__Goal of the exercise__. Return the number of lines below that contain "QuestionDescriptor"; nothing else belongs in the reply.
===
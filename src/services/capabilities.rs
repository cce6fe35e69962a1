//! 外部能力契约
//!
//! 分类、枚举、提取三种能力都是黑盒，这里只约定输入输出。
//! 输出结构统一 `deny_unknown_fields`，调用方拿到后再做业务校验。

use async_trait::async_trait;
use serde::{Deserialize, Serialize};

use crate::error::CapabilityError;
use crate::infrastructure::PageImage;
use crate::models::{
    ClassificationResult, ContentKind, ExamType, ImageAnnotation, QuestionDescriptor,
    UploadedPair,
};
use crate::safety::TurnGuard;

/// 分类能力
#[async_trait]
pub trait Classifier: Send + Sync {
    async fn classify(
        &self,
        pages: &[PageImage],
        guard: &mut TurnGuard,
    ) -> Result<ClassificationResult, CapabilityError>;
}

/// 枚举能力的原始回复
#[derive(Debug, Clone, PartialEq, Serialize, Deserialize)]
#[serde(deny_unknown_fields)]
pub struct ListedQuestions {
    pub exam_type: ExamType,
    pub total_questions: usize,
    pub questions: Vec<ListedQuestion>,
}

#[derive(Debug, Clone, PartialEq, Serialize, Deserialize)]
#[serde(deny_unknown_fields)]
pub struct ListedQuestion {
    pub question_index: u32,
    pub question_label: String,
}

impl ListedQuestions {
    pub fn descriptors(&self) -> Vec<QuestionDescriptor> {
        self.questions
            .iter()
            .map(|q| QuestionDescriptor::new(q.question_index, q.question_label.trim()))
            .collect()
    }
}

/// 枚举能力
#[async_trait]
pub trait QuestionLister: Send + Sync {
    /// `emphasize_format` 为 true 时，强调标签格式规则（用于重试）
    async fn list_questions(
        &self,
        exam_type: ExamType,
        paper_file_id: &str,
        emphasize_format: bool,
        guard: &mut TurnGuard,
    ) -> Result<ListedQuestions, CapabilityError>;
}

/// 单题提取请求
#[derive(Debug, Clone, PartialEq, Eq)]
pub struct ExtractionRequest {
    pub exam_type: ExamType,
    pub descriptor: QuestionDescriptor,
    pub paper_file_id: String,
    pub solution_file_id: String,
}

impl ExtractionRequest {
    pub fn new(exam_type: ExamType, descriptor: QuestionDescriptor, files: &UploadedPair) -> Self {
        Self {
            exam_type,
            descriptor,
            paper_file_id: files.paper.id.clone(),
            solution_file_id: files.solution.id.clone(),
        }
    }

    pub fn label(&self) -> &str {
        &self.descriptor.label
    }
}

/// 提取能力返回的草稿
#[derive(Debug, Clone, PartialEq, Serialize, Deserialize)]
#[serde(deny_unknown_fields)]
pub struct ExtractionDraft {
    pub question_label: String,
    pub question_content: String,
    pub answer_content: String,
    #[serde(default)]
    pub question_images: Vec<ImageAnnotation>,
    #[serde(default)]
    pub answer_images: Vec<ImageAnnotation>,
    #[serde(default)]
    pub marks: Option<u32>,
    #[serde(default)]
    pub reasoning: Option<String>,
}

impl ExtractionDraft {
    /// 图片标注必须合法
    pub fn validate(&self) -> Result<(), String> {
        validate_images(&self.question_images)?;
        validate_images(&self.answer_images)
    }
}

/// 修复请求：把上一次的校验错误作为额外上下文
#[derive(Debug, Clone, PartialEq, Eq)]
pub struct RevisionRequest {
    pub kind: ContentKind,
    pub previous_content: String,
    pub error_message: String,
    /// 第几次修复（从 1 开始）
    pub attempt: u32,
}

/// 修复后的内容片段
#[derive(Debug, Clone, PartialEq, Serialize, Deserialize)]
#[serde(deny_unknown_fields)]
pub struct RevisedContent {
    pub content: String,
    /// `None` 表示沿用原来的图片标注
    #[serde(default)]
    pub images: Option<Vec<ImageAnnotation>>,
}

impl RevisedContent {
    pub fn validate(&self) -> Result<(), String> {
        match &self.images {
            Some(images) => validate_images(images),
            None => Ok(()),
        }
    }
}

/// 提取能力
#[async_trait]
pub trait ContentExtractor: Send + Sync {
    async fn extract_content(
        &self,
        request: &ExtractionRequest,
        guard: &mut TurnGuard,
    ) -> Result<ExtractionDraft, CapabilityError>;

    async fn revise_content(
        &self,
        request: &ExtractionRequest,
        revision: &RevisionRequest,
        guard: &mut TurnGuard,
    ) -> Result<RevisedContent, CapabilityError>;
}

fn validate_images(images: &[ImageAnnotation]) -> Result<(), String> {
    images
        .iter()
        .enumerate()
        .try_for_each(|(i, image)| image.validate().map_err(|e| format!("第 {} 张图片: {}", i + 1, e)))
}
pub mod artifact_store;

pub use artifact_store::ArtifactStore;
===
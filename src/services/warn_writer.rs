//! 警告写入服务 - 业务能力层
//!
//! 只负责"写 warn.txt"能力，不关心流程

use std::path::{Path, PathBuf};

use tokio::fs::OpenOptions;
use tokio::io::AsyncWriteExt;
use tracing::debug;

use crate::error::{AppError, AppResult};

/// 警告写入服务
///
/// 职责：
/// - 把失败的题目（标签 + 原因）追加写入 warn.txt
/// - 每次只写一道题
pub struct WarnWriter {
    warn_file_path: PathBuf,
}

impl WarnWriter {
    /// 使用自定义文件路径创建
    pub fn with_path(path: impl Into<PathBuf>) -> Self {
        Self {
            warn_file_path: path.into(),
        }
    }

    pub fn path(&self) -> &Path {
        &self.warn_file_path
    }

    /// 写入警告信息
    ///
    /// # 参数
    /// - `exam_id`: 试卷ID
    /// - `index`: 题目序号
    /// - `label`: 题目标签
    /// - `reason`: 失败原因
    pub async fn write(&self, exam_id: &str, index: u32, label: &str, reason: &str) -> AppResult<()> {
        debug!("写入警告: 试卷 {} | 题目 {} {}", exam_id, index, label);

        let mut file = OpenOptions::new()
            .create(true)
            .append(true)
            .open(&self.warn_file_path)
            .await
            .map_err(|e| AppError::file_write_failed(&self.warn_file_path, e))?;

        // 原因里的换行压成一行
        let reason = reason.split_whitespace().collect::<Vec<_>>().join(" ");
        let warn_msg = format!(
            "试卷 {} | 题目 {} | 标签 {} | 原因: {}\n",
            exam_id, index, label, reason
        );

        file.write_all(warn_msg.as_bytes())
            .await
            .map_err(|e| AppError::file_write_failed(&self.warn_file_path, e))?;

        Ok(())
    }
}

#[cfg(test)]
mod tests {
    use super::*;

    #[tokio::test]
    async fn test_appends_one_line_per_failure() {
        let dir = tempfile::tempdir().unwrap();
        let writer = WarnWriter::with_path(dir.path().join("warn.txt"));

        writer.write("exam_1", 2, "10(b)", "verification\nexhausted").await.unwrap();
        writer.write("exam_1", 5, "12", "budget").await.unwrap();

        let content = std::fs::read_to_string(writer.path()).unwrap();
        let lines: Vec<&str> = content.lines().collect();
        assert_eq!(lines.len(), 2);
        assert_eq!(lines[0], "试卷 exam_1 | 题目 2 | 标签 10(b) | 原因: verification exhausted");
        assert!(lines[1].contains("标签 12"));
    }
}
===
__Final answer__. 5